Look out Swifties: Police say Taylor Swift ticket scams are on the rise

Kennesaw Police say someone used the lure of Taylor Swift tickets to steal a Kennesaw State University student's identity, then used that identity to swindle other Swifties.

KSU student Rachel Anderson is a huge Taylor Swift fan.

"She's the greatest!  She's amazing!" said Anderson.

When someone who claimed to be in her criminal justice class at KSU messaged her through a group chat with the class saying he had an extra ticket, she jumped at the chance.

"The Eras Tour is a once in a lifetime," said Anderson.

Taylor Swift accepts the Song Of The Year Award for "Anti-Hero" during the 2023 iHeartRadio Music Awards at Dolby Theatre on March 27, 2023 in Hollywood, California. (Photo by Jeff Kravitz/FilmMagic)

Anderson sent him a photo of her school I.D. and the pin, so he could transfer the ticket to her.

Later that day, she started getting threatening emails and texts.

"They said things like, 'I gave you 500 bucks where are my Taylor Swift tickets?" she said.

"The threats were what was really bothering us," said Bailey Pron, Anderson's roommate.

Anderson shared some of the texts with FOX 5.  One read "If I don't get my money back, I am filing a police report, a lawsuit, and submitting a complaint to the university".

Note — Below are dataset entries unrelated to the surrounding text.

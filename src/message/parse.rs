//! Message parsing implementation.
//!
//! Implements `FromStr` for [`Message`]: a left-to-right scan over the
//! space-split tokens of a CRLF-terminated line.

use std::str::FromStr;

use crate::error::{ProtocolError, Result};
use crate::source::Source;

use super::tags::parse_tag_string;
use super::types::Message;

impl FromStr for Message {
    type Err = ProtocolError;

    /// Parse one IRC line.
    ///
    /// An empty or all-whitespace line yields the empty message; every
    /// other line must end with CRLF. After the terminator is stripped the
    /// body is split on single spaces; runs of spaces produce empty
    /// tokens, which are skipped and never count as parameters.
    ///
    /// `@`-prefixed tokens (re)assign the tags wherever they appear before
    /// the trailing parameter; the scanner does not special-case their
    /// position. A `:`-prefixed token is the source if the verb has not
    /// been seen yet, otherwise it starts the trailing parameter, which
    /// swallows every remaining token verbatim.
    fn from_str(line: &str) -> Result<Self> {
        if line.trim().is_empty() {
            return Ok(Message::default());
        }

        let body = line
            .strip_suffix("\r\n")
            .ok_or_else(|| ProtocolError::MissingTerminator(line.to_string()))?;

        let mut message = Message::default();
        let mut params: Vec<String> = Vec::new();
        let mut verb_seen = false;

        let mut tokens = body.split(' ');
        while let Some(token) = tokens.next() {
            if let Some(raw_tags) = token.strip_prefix('@') {
                message.tags = Some(parse_tag_string(raw_tags));
            } else if let Some(rest) = token.strip_prefix(':') {
                if verb_seen {
                    // Trailing parameter: rejoin with everything left,
                    // interior empty tokens included.
                    let mut trailing = rest.to_string();
                    for t in tokens.by_ref() {
                        trailing.push(' ');
                        trailing.push_str(t);
                    }
                    params.push(trailing);
                    break;
                }
                message.source = Some(Source::parse(rest)?);
            } else if !token.is_empty() {
                if verb_seen {
                    params.push(token.to_string());
                } else {
                    message.verb = token.to_string();
                    verb_seen = true;
                }
            }
        }

        if !params.is_empty() {
            message.params = Some(params);
        }

        Ok(message)
    }
}

#[cfg(test)]
mod tests {
    use super::*;

    #[test]
    fn test_parse_simple_verb() {
        let msg: Message = "PING\r\n".parse().unwrap();
        assert_eq!(msg.verb, "PING");
        assert!(msg.tags.is_none());
        assert!(msg.source.is_none());
        assert!(msg.params.is_none());
    }

    #[test]
    fn test_parse_empty_line() {
        let msg: Message = "".parse().unwrap();
        assert!(msg.is_empty());

        let msg: Message = "   ".parse().unwrap();
        assert!(msg.is_empty());

        // Whitespace-only includes a bare CRLF
        let msg: Message = "\r\n".parse().unwrap();
        assert!(msg.is_empty());
    }

    #[test]
    fn test_parse_missing_terminator() {
        assert_eq!(
            "NOCRLF".parse::<Message>(),
            Err(ProtocolError::MissingTerminator("NOCRLF".to_string()))
        );
        // A lone LF is not a terminator
        assert!(matches!(
            "PING server\n".parse::<Message>(),
            Err(ProtocolError::MissingTerminator(_))
        ));
    }

    #[test]
    fn test_parse_full_line() {
        let msg: Message = ":john!jsmith@example.com PRIVMSG #general :hi guys\r\n"
            .parse()
            .unwrap();
        assert_eq!(msg.verb, "PRIVMSG");
        let source = msg.source.as_ref().unwrap();
        assert_eq!(source.nick, "john");
        assert_eq!(source.user.as_deref(), Some("jsmith"));
        assert_eq!(source.host.as_deref(), Some("example.com"));
        assert_eq!(
            msg.params,
            Some(vec!["#general".to_string(), "hi guys".to_string()])
        );
    }

    #[test]
    fn test_parse_with_tags() {
        let msg: Message = "@time=2023-01-01T00:00:00Z;msgid=abc :nick PRIVMSG #ch :Hi\r\n"
            .parse()
            .unwrap();
        assert_eq!(msg.tag_value("time"), Some("2023-01-01T00:00:00Z"));
        assert_eq!(msg.tag_value("msgid"), Some("abc"));
        assert_eq!(msg.source_nickname(), Some("nick"));
        assert_eq!(msg.verb, "PRIVMSG");
    }

    #[test]
    fn test_parse_middle_params() {
        let msg: Message = "USER guest 0 * :Real Name\r\n".parse().unwrap();
        assert_eq!(msg.verb, "USER");
        assert_eq!(
            msg.params,
            Some(vec![
                "guest".to_string(),
                "0".to_string(),
                "*".to_string(),
                "Real Name".to_string(),
            ])
        );
    }

    #[test]
    fn test_parse_trailing_without_space() {
        let msg: Message = "PRIVMSG #channel :\r\n".parse().unwrap();
        assert_eq!(
            msg.params,
            Some(vec!["#channel".to_string(), "".to_string()])
        );
    }

    #[test]
    fn test_parse_trailing_swallows_everything() {
        // Tokens after the trailing colon are taken verbatim, @ and : included
        let msg: Message = "PRIVMSG #ch :a @b :c d\r\n".parse().unwrap();
        assert_eq!(
            msg.params,
            Some(vec!["#ch".to_string(), "a @b :c d".to_string()])
        );
        assert!(msg.tags.is_none());
    }

    #[test]
    fn test_parse_trailing_preserves_space_runs() {
        let msg: Message = "PRIVMSG #ch :a  b\r\n".parse().unwrap();
        assert_eq!(msg.params, Some(vec!["#ch".to_string(), "a  b".to_string()]));
    }

    #[test]
    fn test_parse_skips_empty_tokens() {
        let msg: Message = "PRIVMSG  #ch   middle\r\n".parse().unwrap();
        assert_eq!(
            msg.params,
            Some(vec!["#ch".to_string(), "middle".to_string()])
        );

        let msg: Message = "  PING\r\n".parse().unwrap();
        assert_eq!(msg.verb, "PING");
    }

    #[test]
    fn test_parse_tags_recognized_after_verb() {
        // The scanner does not special-case tag position
        let msg: Message = "PING @answer=42\r\n".parse().unwrap();
        assert_eq!(msg.verb, "PING");
        assert_eq!(msg.tag_value("answer"), Some("42"));
        assert!(msg.params.is_none());
    }

    #[test]
    fn test_parse_later_source_overwrites() {
        let msg: Message = ":first :second PING\r\n".parse().unwrap();
        assert_eq!(msg.source_nickname(), Some("second"));
    }

    #[test]
    fn test_parse_numeric_verb() {
        let msg: Message = ":irc.example.com 001 nick :Welcome\r\n".parse().unwrap();
        assert_eq!(msg.verb, "001");
        assert_eq!(msg.source_nickname(), Some("irc.example.com"));
    }

    #[test]
    fn test_parse_invalid_host_in_source() {
        assert_eq!(
            ":nick!user@300.1.1.1 PING\r\n".parse::<Message>(),
            Err(ProtocolError::InvalidHost("300.1.1.1".to_string()))
        );
    }

    #[test]
    fn test_parse_duplicate_tag_keys_last_wins() {
        let msg: Message = "@k=1;k=2 PING\r\n".parse().unwrap();
        assert_eq!(msg.tag_value("k"), Some("2"));
    }

    #[test]
    fn test_parse_verbless_line() {
        // A tags-only line never captures a verb
        let msg: Message = "@k=v\r\n".parse().unwrap();
        assert_eq!(msg.verb, "");
        assert_eq!(msg.tag_value("k"), Some("v"));
        assert!(msg.params.is_none());
    }
}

Anderson couldn't "shake it off".  She called police who quickly realized Anderson's identity had been stolen.

"He ended up taking over her email, and sending out an ad with that contact information for Taylor Swift tickets. Scammed a few people for Taylor Swift tickets when none of them ever existed," said Kennesaw Police Officer David Buchanan.

Police say scams like this are happening across the country.

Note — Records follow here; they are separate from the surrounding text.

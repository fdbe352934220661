//! Error types for the wire codec.
//!
//! Every failure the codec can produce is synchronous and raised at the
//! point of detection; nothing is retried or recovered internally.

use thiserror::Error;

/// Convenience type alias for Results using [`ProtocolError`].
pub type Result<T, E = ProtocolError> = std::result::Result<T, E>;

/// Errors raised while decoding or encoding IRC lines.
///
/// Malformed tag strings are deliberately NOT errors: tag unescaping and
/// tag-string parsing are total functions that always produce a mapping,
/// however degenerate.
#[derive(Debug, Error, Clone, PartialEq, Eq)]
#[non_exhaustive]
pub enum ProtocolError {
    /// Line lacks the CRLF terminator on parse.
    ///
    /// The only exception is an empty or all-whitespace line, which parses
    /// to the empty message without requiring CRLF.
    #[error("missing CRLF terminator: {0:?}")]
    MissingTerminator(String),

    /// A host string failed the host grammar.
    ///
    /// Surfaced both when parsing a source containing `@host` and when
    /// serializing one.
    #[error("invalid host: {0:?}")]
    InvalidHost(String),

    /// A non-final parameter contained a space during serialization.
    #[error("invalid parameter: {0:?}")]
    InvalidParam(String),
}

Officials at Georgia Tech University said they have a case that is extremely similar to the case in Kennesaw.

Police say scammers know who to target and right now they're targeting Swifties.

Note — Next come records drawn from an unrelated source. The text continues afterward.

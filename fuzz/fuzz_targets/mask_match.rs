//! Fuzz target for mask matching
//!
//! Splits the input into a pattern and a candidate and checks that
//! compilation and matching never panic.

#![no_main]

use libfuzzer_sys::fuzz_target;
use std::str;

use ircwire::Mask;

fuzz_target!(|data: &[u8]| {
    if let Ok(input) = str::from_utf8(data) {
        if input.len() > 256 {
            return;
        }

        let (pattern, candidate) = match input.split_once('\n') {
            Some(parts) => parts,
            None => (input, input),
        };

        let mask = Mask::new(pattern);
        let _ = mask.test(candidate);
        // A pattern with no wildcards must match exactly itself
        if !pattern.contains('*') && !pattern.contains('?') {
            assert!(mask.test(pattern));
        }
    }
});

Taylor Swift performs at the Taylor Swift "The Eras Tour" held at Allegiant Stadium on March 24, 2023 in Las Vegas, Nevada. (Photo by Christopher Polk/Penske Media via Getty Images)

"The popularity of Taylor Swift, people having problems getting tickets and concerts are selling out quick, so they're taking advantage of that," said Officer Buchanan.

Anderson and Pron says they feel bad for those who got scammed.

"These people are wanting these tickets, and they paid for it," said Pron.

They hope whoever is behind this scam gets caught.

"He deserves to get in trouble for it," said Pron.